First, the Energy & Commerce bill includes two provisions that would substantially increase the prevalence of DMIs, which in turn would directly increase the number of people denied APTC while the Marketplace verifies their eligibility. CMS estimated that the March proposed rule would result in 2.7 million more DMIs with 2.1 million DMIs being created because no tax data is returned******** and 548,000 because tax data returns less than 100% FPL. Creating millions of additional DMIs will also likely slow the process of resolving DMIs, especially given recent staffing cuts.
Second, the Energy & Commerce bill would scale back special enrollment periods (SEPs) and limit SBMs’ authority to create new ones. As a result, if consumers denied APTC cannot afford their unsubsidized binder payment, they would be less likely to have another opportunity to enroll.
Finally, the Energy & Commerce bill would permit plans to permanently deny coverage to consumers with past-due premiums–a scenario that is far more likely without provisional eligibility for APTC.
Conclusion
The implications of section 112201 would be far-reaching and long-lasting, should it become law.

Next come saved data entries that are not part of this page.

// SPDX-License-Identifier: BUSL-1.1
// Copyright (c) 2026 Alfred Jean LLC

//! Decodes a conversation's JSONL log bytes into typed messages and derives
//! the projections the rest of the daemon needs: highlights, tasks, usage
//! totals, and paginated chain-parsing across a conversation's rotated log
//! files.
//!
//! Parsing is restartable: [`SessionLogParser::tail`] re-reads a file from
//! its last known byte offset, so calling it repeatedly as a file grows
//! yields the same messages (in the same order, with the same indices) as
//! parsing the whole file in one shot. An incomplete trailing line (no `\n`
//! yet) is never consumed — it is re-read in full once the file grows past
//! it.

use relay_core::{ContentBlock, Message, MessageContent, MessageRole, SessionStatus, UsageTotals};
use serde_json::Value;
use std::fs;
use std::io;
use std::path::Path;

/// One line of a conversation's JSONL log, decoded defensively: an unknown
/// shape produces `None` (the caller counts it as skipped) rather than
/// panicking.
fn parse_line(raw: &str, index: u64) -> Option<Message> {
    let value: Value = serde_json::from_str(raw).ok()?;
    message_from_value(&value, index)
}

fn message_from_value(value: &Value, index: u64) -> Option<Message> {
    let envelope_type = value.get("type").and_then(Value::as_str);
    let message_obj = value.get("message");
    let role_str = message_obj
        .and_then(|m| m.get("role"))
        .and_then(Value::as_str)
        .or_else(|| value.get("role").and_then(Value::as_str))
        .or(envelope_type)?;

    let content_value = message_obj
        .and_then(|m| m.get("content"))
        .or_else(|| value.get("content"))
        .cloned()
        .unwrap_or(Value::Null);
    let content = content_from_value(content_value);

    let stop_reason = message_obj
        .and_then(|m| m.get("stop_reason"))
        .or_else(|| value.get("stop_reason"))
        .or_else(|| value.get("stopReason"))
        .and_then(Value::as_str)
        .map(str::to_string);

    let usage = message_obj
        .and_then(|m| m.get("usage"))
        .or_else(|| value.get("usage"))
        .and_then(usage_from_value);

    let timestamp = value.get("timestamp").and_then(Value::as_str).map(str::to_string);

    let has_tool_result =
        matches!(&content, MessageContent::Blocks(blocks) if blocks.iter().any(|b| matches!(b, ContentBlock::ToolResult { .. })));

    let role = match (envelope_type, role_str) {
        (Some("summary"), _) | (Some("system"), _) => MessageRole::SystemNotice,
        (Some("usage"), _) => MessageRole::UsageRecord,
        (_, "user") if has_tool_result => MessageRole::ToolResult,
        (_, "user") => MessageRole::User,
        (_, "assistant") => MessageRole::Assistant,
        (_, "tool_result") => MessageRole::ToolResult,
        (_, "system") | (_, "summary") => MessageRole::SystemNotice,
        _ => return None,
    };

    Some(Message { index, timestamp, role, content, parent: None, usage, stop_reason })
}

fn content_from_value(value: Value) -> MessageContent {
    match value {
        Value::String(s) => MessageContent::Text(s),
        Value::Array(items) => {
            let blocks = items.into_iter().filter_map(block_from_value).collect();
            MessageContent::Blocks(blocks)
        }
        other => MessageContent::Text(other.to_string()),
    }
}

fn block_from_value(value: Value) -> Option<ContentBlock> {
    let block_type = value.get("type").and_then(Value::as_str)?;
    match block_type {
        "text" => Some(ContentBlock::Text {
            text: value.get("text").and_then(Value::as_str).unwrap_or_default().to_string(),
        }),
        "thinking" => Some(ContentBlock::Thinking {
            thinking: value.get("thinking").and_then(Value::as_str).unwrap_or_default().to_string(),
        }),
        "tool_use" => Some(ContentBlock::ToolUse {
            name: value.get("name").and_then(Value::as_str).unwrap_or_default().to_string(),
            input: value.get("input").cloned().unwrap_or(Value::Null),
        }),
        "tool_result" => Some(ContentBlock::ToolResult {
            content: value.get("content").cloned().unwrap_or(Value::Null),
            is_error: value.get("is_error").and_then(Value::as_bool).unwrap_or(false),
        }),
        // Unknown nested shape: fall back to the most conservative
        // interpretation (render it as inert text) rather than dropping the
        // whole message or panicking.
        _ => Some(ContentBlock::Text { text: value.to_string() }),
    }
}

fn usage_from_value(value: &Value) -> Option<UsageTotals> {
    if value.is_null() {
        return None;
    }
    let get = |keys: &[&str]| -> u64 {
        keys.iter().find_map(|k| value.get(k)).and_then(Value::as_u64).unwrap_or(0)
    };
    Some(UsageTotals {
        input_tokens: get(&["input_tokens", "inputTokens"]),
        output_tokens: get(&["output_tokens", "outputTokens"]),
        cache_creation_tokens: get(&["cache_creation_input_tokens", "cacheCreationTokens"]),
        cache_read_tokens: get(&["cache_read_input_tokens", "cacheReadTokens"]),
    })
}

/// Parse a complete byte buffer, starting line numbering at `start_index`.
/// Returns the decoded messages, the count of lines skipped for being
/// malformed or structurally unrecognized, and the byte offset consumed (the
/// start of any incomplete trailing line, or `data.len()` if the buffer ends
/// cleanly on a newline).
fn parse_bytes(data: &[u8], start_index: u64) -> (Vec<Message>, u64, u64) {
    let mut messages = Vec::new();
    let mut skipped = 0u64;
    let mut index = start_index;
    let mut pos = 0usize;

    while let Some(rel) = data[pos..].iter().position(|&b| b == b'\n') {
        let line_end = pos + rel;
        let line = &data[pos..line_end];
        pos = line_end + 1;

        let text = match std::str::from_utf8(line) {
            Ok(s) => s.trim(),
            Err(_) => {
                skipped += 1;
                continue;
            }
        };
        if text.is_empty() {
            continue;
        }
        match parse_line(text, index) {
            Some(msg) => {
                messages.push(msg);
                index += 1;
            }
            None => skipped += 1,
        }
    }

    (messages, skipped, pos as u64)
}

/// Parse a whole JSONL file from scratch. Used for on-demand projections
/// (`get_full`, `get_highlights`, `chain_parse`) that need the complete
/// history rather than just the tail the watcher caches.
pub fn parse_file(path: &Path) -> io::Result<Vec<Message>> {
    let data = fs::read(path)?;
    let (messages, _skipped, _consumed) = parse_bytes(&data, 0);
    Ok(messages)
}

/// Incremental, restartable parser over one JSONL log file. Holds just
/// enough state (a byte offset and a line-number counter) to resume parsing
/// new bytes appended since the last call.
#[derive(Debug, Default)]
pub struct SessionLogParser {
    last_offset: u64,
    next_index: u64,
    skipped_lines: u64,
}

impl SessionLogParser {
    pub fn new() -> Self {
        Self::default()
    }

    pub fn skipped_lines(&self) -> u64 {
        self.skipped_lines
    }

    /// Re-read `path` from the last known offset and return any newly
    /// completed messages. If the file is shorter than the last known
    /// offset (truncated or rotated out from under us), resets to the
    /// beginning.
    pub fn tail(&mut self, path: &Path) -> io::Result<Vec<Message>> {
        let data = fs::read(path)?;
        if (data.len() as u64) < self.last_offset {
            self.last_offset = 0;
            self.next_index = 0;
        }
        let start = self.last_offset as usize;
        let (messages, skipped, consumed) = parse_bytes(&data[start..], self.next_index);
        self.last_offset += consumed;
        self.next_index += messages.len() as u64;
        self.skipped_lines += skipped;
        Ok(messages)
    }
}

/// The subset of messages visible to a human reading the conversation: user
/// prompts, assistant text, tool-use starts, waiting prompts, and errors.
pub fn highlights(messages: &[Message]) -> Vec<Message> {
    messages.iter().filter(|m| m.is_highlight()).cloned().collect()
}

/// Derive the session status from the tail of a message stream, checked in
/// priority order: waiting, then working, then error, else idle.
///
/// `waiting` requires that the last assistant turn ended on an explicit
/// prompt-for-input marker (`stop_reason == "waiting_for_input"`) and no
/// later user message has arrived; `working` requires an open tool-use with
/// no matching tool-result yet.
pub fn derive_status(messages: &[Message]) -> SessionStatus {
    let mut waiting = false;
    let mut open_tool_use = false;
    let mut last_error = false;

    for msg in messages {
        match msg.role {
            MessageRole::User => {
                waiting = false;
            }
            MessageRole::Assistant => {
                if msg.stop_reason.as_deref() == Some("waiting_for_input") {
                    waiting = true;
                }
                if let MessageContent::Blocks(blocks) = &msg.content {
                    if blocks.iter().any(|b| matches!(b, ContentBlock::ToolUse { .. })) {
                        open_tool_use = true;
                    }
                }
            }
            MessageRole::ToolResult => {
                open_tool_use = false;
            }
            MessageRole::SystemNotice | MessageRole::UsageRecord => {}
        }
        last_error = msg.carries_error();
    }

    if waiting {
        SessionStatus::Waiting
    } else if open_tool_use {
        SessionStatus::Working
    } else if last_error {
        SessionStatus::Error
    } else {
        SessionStatus::Idle
    }
}

/// Fold every message's attached usage record into running totals.
pub fn usage_totals(messages: &[Message]) -> UsageTotals {
    let mut total = UsageTotals::default();
    for msg in messages {
        if let Some(u) = &msg.usage {
            total.add(u);
        }
    }
    total
}

/// One entry extracted from an embedded todo-list tool call.
#[derive(Debug, Clone, PartialEq, Eq)]
pub struct Task {
    pub text: String,
    pub completed: bool,
}

/// Extract the most recent todo-list snapshot and current-task pointer from
/// a message stream. The CLI re-emits the whole list on every update (a
/// `TodoWrite`-style tool call carrying a `todos` array), so only the last
/// such tool-use is authoritative.
pub fn tasks(messages: &[Message]) -> (Vec<Task>, Option<String>) {
    let mut latest: Option<&Value> = None;
    for msg in messages {
        if let MessageContent::Blocks(blocks) = &msg.content {
            for block in blocks {
                if let ContentBlock::ToolUse { name, input } = block {
                    if name.eq_ignore_ascii_case("TodoWrite") {
                        latest = Some(input);
                    }
                }
            }
        }
    }

    let Some(input) = latest else {
        return (Vec::new(), None);
    };
    let Some(todos) = input.get("todos").and_then(Value::as_array) else {
        return (Vec::new(), None);
    };

    let mut tasks = Vec::new();
    let mut current = None;
    for todo in todos {
        let text = todo.get("content").and_then(Value::as_str).unwrap_or_default().to_string();
        let status = todo.get("status").and_then(Value::as_str).unwrap_or_default();
        if status == "in_progress" && current.is_none() {
            current = Some(text.clone());
        }
        tasks.push(Task { text, completed: status == "completed" });
    }
    (tasks, current)
}

/// Treat an ordered list of rotated log files as one logical concatenation
/// and return the last `limit` highlights skipping `offset` from the end,
/// plus whether more remain further back.
pub fn chain_parse(
    files: &[std::path::PathBuf],
    limit: usize,
    offset: usize,
) -> io::Result<(Vec<Message>, bool)> {
    let mut all = Vec::new();
    for file in files {
        all.extend(parse_file(file)?);
    }
    let all_highlights = highlights(&all);

    let total = all_highlights.len();
    let end = total.saturating_sub(offset);
    let start = end.saturating_sub(limit);
    let has_more = start > 0;
    let page = all_highlights[start..end].to_vec();
    Ok((page, has_more))
}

More than 22 million people will face considerable new paperwork burdens in order to maintain their Marketplace coverage at an affordable premium. Combined with recent cuts to Marketplace Navigators and call center caseworkers and shorter enrollment windows, many of these people are likely to lose their coverage; in some cases the coverage loss could be long-term.
* Jason Levitis is a Senior Fellow with the Health Policy Division of the Urban Institute; Christen Linke-Young is a Visiting Fellow at the Brookings’ Center on Health Policy.
**Consumers are required to report changes in income and other eligibility parameters that occur during the year, so the information on file with the Marketplace should generally be current.
***The exact share of this group receiving APTC is not publicly available, but one would expect it to be quite large: 92% of all enrollees receive APTC.
****Such an increase was likely the result of additional requirements put in place during open enrollment that required new process steps for consumers using new agents and brokers to actively reenroll. This change ensures that agents and brokers are not inappropriately targeting consumers they do not have a prior relationship with, but has also resulted in lower numbers of active reenrollments, a trend that may continue in future years.
*****While there is generally an SEP for loss of minimum essential coverage, that SEP is not available when the coverage loss is the result of “failure to pay premiums,” as it would be in this case. Nor can she qualify under the current SEP for individuals who are newly eligible for premium tax credits, because the Marketplace will consider her “eligible” for PTC in January based on her income and other eligibility factors, even though she cannot actually receive PTC for January because she has failed to provide the necessary information.
******Current rules provide an automatic extension to 150 days, but that is on track to be revoked by other provisions of the bill and by proposed CMS regulations.
*******This can be understood as “triggering” the DMI in August for January 1 coverage, which allows some time for the DMI to be resolved, but also eliminates passive reenrollment as described above.
********Massachusetts has reported that the IRS fails to return income information for about 40% of its applicants.